' Then, after a
moment's pause--'You could give us some very good advice about the
furniture. Come to the palace one of these days. I am always there from
ten to twelve.'
He took advantage of a moment when Lord Heathfield was talking to Giulio
Musellaro, who had just entered the box, to say to her, looking her full
in the eyes.
'To-morrow?'
'By all means,' she replied with perfect simplicity, as if she had not
noticed the tone of his question.
The next morning, about eleven, he set off on foot to the Palazzo
Barberini through the Via Sistina. It was a road he had often traversed
before--and, for a moment, the impressions of those days seemed to come
back to him, and his heart swelled. The fountain of Bernini shone
curiously luminous in the sunshine, as if the dolphins and the Triton
with his conch-shell had, by some interrupted metamorphose transformed
themselves into a more diaphanous material--not stone, nor yet quite
crystal.
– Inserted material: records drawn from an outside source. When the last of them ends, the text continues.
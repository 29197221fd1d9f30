//! Chat notifications pushed by Squad servers between regular responses.
use std::collections::HashMap;

use log::warn;

use crate::error::{RconError, Result};

const STEAM_ID_TAG: &str = "[SteamID:";

/// What to do with a chat message that carries no `[SteamID:...]` tag.
#[derive(Debug, Clone, Copy, Default, PartialEq, Eq)]
pub enum ChatParsing {
    /// Fail the whole parse.
    #[default]
    Strict,
    /// Skip the message and report it in [ParsedChat::malformed].
    Lenient,
}

/// Chat messages in the order they were received.
#[derive(Debug, Clone, Default)]
pub struct ChatLog {
    messages: Vec<String>,
}

impl ChatLog {
    pub fn push(&mut self, message: String) {
        self.messages.push(message);
    }

    pub fn messages(&self) -> &[String] {
        &self.messages
    }

    pub fn clear(&mut self) {
        self.messages.clear();
    }

    pub fn len(&self) -> usize {
        self.messages.len()
    }

    pub fn is_empty(&self) -> bool {
        self.messages.is_empty()
    }

    /// Group the buffered messages by the steam id of their author, keeping
    /// each player's messages in chronological order.
    pub fn parse(&self, mode: ChatParsing) -> Result<ParsedChat> {
        let mut parsed = ParsedChat::default();

        for message in &self.messages {
            let text = message.trim_matches('\0');
            match steam_id(text) {
                Some(id) => parsed
                    .players
                    .entry(id.to_owned())
                    .or_default()
                    .push(text.to_owned()),
                None if mode == ChatParsing::Strict => {
                    return Err(RconError::MalformedChatMessage(text.to_owned()))
                }
                None => {
                    warn!("skipping chat message without steam id: {:?}", text);
                    parsed.malformed.push(text.to_owned());
                }
            }
        }

        Ok(parsed)
    }
}

/// Chat messages grouped by player.
#[derive(Debug, Clone, Default, PartialEq, Eq)]
pub struct ParsedChat {
    players: HashMap<String, Vec<String>>,
    malformed: Vec<String>,
}

impl ParsedChat {
    pub fn players(&self) -> &HashMap<String, Vec<String>> {
        &self.players
    }

    pub fn messages_from(&self, steam_id: &str) -> &[String] {
        self.players.get(steam_id).map(Vec::as_slice).unwrap_or(&[])
    }

    /// Messages skipped in [ChatParsing::Lenient] mode.
    pub fn malformed(&self) -> &[String] {
        &self.malformed
    }

    pub fn into_players(self) -> HashMap<String, Vec<String>> {
        self.players
    }
}

/// Find the first `[SteamID:<token>]` in `text`, where the token is made of
/// `[A-Za-z0-9_]`, and return the token.
pub fn steam_id(text: &str) -> Option<&str> {
    let mut rest = text;
    while let Some(start) = rest.find(STEAM_ID_TAG) {
        rest = &rest[start + STEAM_ID_TAG.len()..];
        let end = rest
            .find(|c: char| !(c.is_ascii_alphanumeric() || c == '_'))
            .unwrap_or(rest.len());
        if rest[end..].starts_with(']') {
            return Some(&rest[..end]);
        }
    }
    None
}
The noise of the building of new Rome filled all the piazza and
the adjoining streets; country children ran in and out between the carts
and horses offering violets for sale.
As he passed through the gate and entered the garden, he felt that he
was beginning to tremble. 'Then I _do_ love her still?' he thought to
himself--'Is she still the woman of _my dreams_?'
He looked at the great palace, radiant under the morning sun, and his
spirit flew back to the days when, in certain chill and misty dawns,
this same palace had assumed for him a look of enchantment.